#[cfg(test)]
mod tests {
    use super::*;
    use metrum_core::{convert, BaseDimension, BaseUnit, Dimension};

    fn assert_close(actual: f64, expected: f64) {
        assert!(
            (actual - expected).abs() <= 1e-12 * expected.abs().max(1.0),
            "{actual} != {expected}"
        );
    }

    #[test]
    fn test_parse_simple() {
        let unit = parse("m").unwrap();
        assert!(matches!(unit, Unit::Base(_)));
        assert_eq!(unit.dimension(), Dimension::LENGTH);
        assert_eq!(unit.factor(), 1.0);
        assert_eq!(unit.to_string(), "m");
    }

    #[test]
    fn test_parse_coefficient_and_juxtaposition() {
        let unit = parse("2 m s").unwrap();
        assert_eq!(unit.factor(), 2.0);
        assert_eq!(Some(unit.dimension()), Dimension::LENGTH.multiply(&Dimension::TIME));
        assert_eq!(unit.to_string(), "2 m.s");
    }

    #[test]
    fn test_parse_embedded_exponents() {
        let unit = parse("m2.s-1").unwrap();
        assert_eq!(Some(unit.dimension()), Dimension::AREA.divide(&Dimension::TIME));
        assert_eq!(unit.factor(), 1.0);
        assert_eq!(unit.to_string(), "m2.s-1");
    }

    #[test]
    fn test_parse_group_power() {
        assert_eq!(parse("(m/s)2").unwrap(), parse("m2/s2").unwrap());
        assert_eq!(parse("(m/s)^2").unwrap(), parse("m^2/s^2").unwrap());
        assert_eq!(parse("(m/s)-1").unwrap(), parse("s/m").unwrap());
    }

    #[test]
    fn test_parse_dimensionless_ratio() {
        let unit = parse("g/kg").unwrap();
        assert!(unit.is_dimensionless());
        assert_eq!(unit.factor(), 0.001);
    }

    #[test]
    fn test_unknown_unit() {
        let err = parse("unknown unit").unwrap_err();
        assert_eq!(err, UnitError::NoSuchUnit { token: "unknown".to_string() });
        assert!(err.is_parse_error());
    }

    #[test]
    fn test_celsius_to_kelvin() {
        let celsius = parse("celsius").unwrap();
        let kelvin = parse("K").unwrap();
        assert_eq!(convert(0.0, &celsius, &kelvin).unwrap(), 273.15);
        assert_eq!(parse("°C").unwrap(), celsius);
    }

    #[test]
    fn test_every_entry_round_trips() {
        let db = UnitsDatabase::global();
        for (key, unit) in db.symbols().chain(db.names()) {
            for text in [unit.to_string(), unit.definition()] {
                let back = parse(&text).unwrap_or_else(|e| panic!("{key}: '{text}': {e}"));
                assert_eq!(back, *unit, "{key}: '{text}'");
            }
        }
    }

    #[test]
    fn test_definitions_round_trip() {
        for spec in ["2 m s", "m2.s-1", "(m/s)-2", "1/s", "K @ 273.15", "-3 rad", "1e-3 m3"] {
            let unit = parse(spec).unwrap();
            assert_eq!(parse(&unit.definition()).unwrap(), unit, "{spec}");
        }
    }

    #[test]
    fn test_prefixes() {
        assert_eq!(parse("km").unwrap().factor(), 1000.0);
        assert_close(parse("mg").unwrap().factor(), 1e-6);
        assert_eq!(parse("dam").unwrap().factor(), 10.0);
        assert_eq!(parse("ms").unwrap().dimension(), Dimension::TIME);
        assert_close(parse("ms").unwrap().factor(), 1e-3);
        assert_close(parse("µs").unwrap().factor(), 1e-6);
        assert_close(parse("us").unwrap().factor(), 1e-6);
        assert_eq!(parse("kWh").unwrap().dimension(), Dimension::ENERGY);

        let mm2 = parse("mm2").unwrap();
        assert_eq!(mm2.dimension(), Dimension::AREA);
        assert_close(mm2.factor(), 1e-6);
    }

    #[test]
    fn test_exact_symbol_beats_prefix() {
        let cd = parse("cd").unwrap();
        assert_eq!(cd.dimension(), Dimension::LUMINOSITY);
        assert_eq!(parse("min").unwrap().factor(), 60.0);
        assert_eq!(parse("Pa").unwrap().dimension(), Dimension::PRESSURE);
        assert_eq!(parse("Pa").unwrap().factor(), 1.0);
    }

    #[test]
    fn test_case_rules() {
        assert_eq!(parse("Kg").unwrap_err(), UnitError::no_such_unit("Kg"));
        assert_eq!(parse("METER").unwrap(), parse("m").unwrap());
        assert_eq!(parse("Newtons").unwrap(), parse("N").unwrap());
        assert!(parse("M").is_err());
    }

    #[test]
    fn test_prefixed_names() {
        assert_eq!(parse("kilometers").unwrap().factor(), 1000.0);
        assert_close(parse("Millibar").unwrap().factor(), 100.0);

        let db = UnitsDatabase::builtin().with_name_prefixes(false);
        assert!(parse_with("kilometer", &db).is_err());
        assert!(parse_with("km", &db).is_ok());
    }

    #[test]
    fn test_names_with_digits() {
        let mut db = UnitsDatabase::new();
        let m: Unit = BaseUnit::reference(BaseDimension::Length).into();
        let co2 = Unit::from(BaseUnit::reference(BaseDimension::Bespoke)).scale(44.01).unwrap();
        db.register(&["meter"], &["m"], m);
        db.register(&["carbon_dioxide"], &["CO2"], co2);

        let unit = parse_with("CO2", &db).unwrap();
        assert_eq!(unit.factor(), 44.01);
        assert_eq!(unit.to_string(), "CO2");

        let flux = parse_with("CO2.m-2", &db).unwrap();
        assert_eq!(
            Some(flux.dimension()),
            Dimension::of(BaseDimension::Bespoke.index()).divide(&Dimension::AREA)
        );
        assert_close(parse_with("CO2^2", &db).unwrap().factor(), 44.01 * 44.01);

        let water = parse("cm H2O").unwrap();
        assert_eq!(water.dimension(), Dimension::PRESSURE);
        assert_close(water.factor(), 98.0665);
    }

    #[test]
    fn test_superscript_exponents() {
        assert_eq!(parse("m²").unwrap(), parse("m2").unwrap());
        assert_eq!(parse("s⁻¹").unwrap(), parse("Hz").unwrap());
        assert_eq!(parse("km³").unwrap().dimension(), Dimension::VOLUME);
    }

    #[test]
    fn test_division_takes_next_term() {
        let unit = parse("m2/s-1").unwrap();
        assert_eq!(Some(unit.dimension()), Dimension::AREA.multiply(&Dimension::TIME));

        let unit = parse("m2/s-1.K").unwrap();
        assert_eq!(
            Some(unit.dimension()),
            Dimension::AREA
                .multiply(&Dimension::TIME)
                .and_then(|d| d.multiply(&Dimension::TEMPERATURE))
        );

        let unit = parse("kg/m/s").unwrap();
        assert_eq!(unit, parse("kg.m-1.s-1").unwrap());
    }

    #[test]
    fn test_exponent_overflow_is_an_error() {
        for spec in ["m^2147483647.m", "m^2147483647 m", "m2^2000000000", "(m^-2147483647)/m.s/m"] {
            let err = parse(spec).unwrap_err();
            assert!(matches!(err, UnitError::ExponentOverflow { .. }), "{spec}: {err}");
        }
        assert_eq!(parse("m^2147483647").unwrap().dimension().exponents[0], i32::MAX);

        let err = parse("m^2147483648").unwrap_err();
        assert!(matches!(err, UnitError::Syntax { position: 2, .. }), "{err}");
        let err = parse("m^1e12").unwrap_err();
        assert!(matches!(err, UnitError::Syntax { position: 2, .. }), "{err}");
    }

    #[test]
    fn test_numbers() {
        assert_eq!(parse("1/s").unwrap().dimension(), Dimension::FREQUENCY);
        assert_eq!(parse("10^3 m").unwrap(), parse("km").unwrap());
        assert_eq!(parse("1000").unwrap().factor(), 1000.0);
        assert_eq!(parse("-2 m").unwrap().factor(), -2.0);
        assert_eq!(parse(".5 m").unwrap().factor(), 0.5);
        assert!(matches!(parse("0 m"), Err(UnitError::InvalidScale { .. })));
    }

    #[test]
    fn test_empty_is_dimensionless() {
        assert_eq!(parse("").unwrap(), Unit::dimensionless());
        assert_eq!(parse("   ").unwrap(), Unit::dimensionless());
        assert!(parse("()").is_err());
    }

    #[test]
    fn test_syntax_errors() {
        let position = |spec: &str| match parse(spec) {
            Err(UnitError::Syntax { position, .. }) => position,
            other => panic!("{spec}: expected syntax error, got {other:?}"),
        };
        assert_eq!(position("m/"), 2);
        assert_eq!(position("(m"), 2);
        assert_eq!(position("m)"), 1);
        assert_eq!(position("m#s"), 1);
        assert_eq!(position("2m"), 1);
        assert_eq!(position("m^x"), 2);
        assert_eq!(position("m^2.5"), 2);
        assert_eq!(position("m..s"), 2);
        assert_eq!(position("K @"), 3);
        assert_eq!(position("@ 5"), 0);
    }

    #[test]
    fn test_shift() {
        assert_eq!(parse("K @ 273.15").unwrap(), parse("°C").unwrap());
        let rankine_shifted = format!("({} K) @ 459.67", 1.0 / 1.8);
        assert_eq!(parse(&rankine_shifted).unwrap(), parse("°F").unwrap());

        let warm = parse("°C @ 10").unwrap();
        let kelvin = parse("K").unwrap();
        assert_close(convert(0.0, &warm, &kelvin).unwrap(), 283.15);

        let below = parse("K @ -10").unwrap();
        assert_eq!(convert(0.0, &below, &kelvin).unwrap(), -10.0);
    }

    #[test]
    fn test_offset_units_are_not_multiplicable() {
        assert!(matches!(parse("°C.m"), Err(UnitError::NonMultiplicable { .. })));
        assert!(matches!(parse("°C2"), Err(UnitError::NonMultiplicable { .. })));
        assert!(matches!(parse("m/degF"), Err(UnitError::NonMultiplicable { .. })));
    }

    #[test]
    fn test_options() {
        let db = UnitsDatabase::global();

        let strict = UnitParser::new(db)
            .with_options(ParseOptions::new().with_implicit_multiplication(false));
        assert!(matches!(strict.parse("m s"), Err(UnitError::Syntax { position: 2, .. })));
        assert!(strict.parse("m.s").is_ok());

        let absolute = UnitParser::new(db).with_options(ParseOptions::new().with_offset(false));
        assert!(absolute.parse("K @ 1").is_err());
        assert!(absolute.parse("°C").is_ok());

        let shallow = UnitParser::new(db).with_options(ParseOptions::new().with_max_depth(1));
        assert!(shallow.parse("(m)").is_ok());
        assert!(shallow.parse("((m))").is_err());
        assert_eq!(shallow.options().max_depth, 1);
    }

    #[test]
    fn test_split_exponent_suffix() {
        assert_eq!(split_exponent_suffix("s-1"), Some(("s", -1)));
        assert_eq!(split_exponent_suffix("m12"), Some(("m", 12)));
        assert_eq!(split_exponent_suffix("m²"), Some(("m", 2)));
        assert_eq!(split_exponent_suffix("s⁻¹"), Some(("s", -1)));
        assert_eq!(split_exponent_suffix("m"), None);
        assert_eq!(split_exponent_suffix("42"), None);
    }

    #[test]
    fn test_concurrent_parsing() {
        std::thread::scope(|scope| {
            for spec in ["km/h", "N.m", "°F", "kg.m2.s-3"] {
                scope.spawn(move || {
                    for _ in 0..100 {
                        assert!(parse(spec).is_ok());
                    }
                });
            }
        });
    }
}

= = = = = = =

Aim of the task:
Report how many lines in the material contain the word "BaseUnit", writing the number and nothing more.

Task output:
3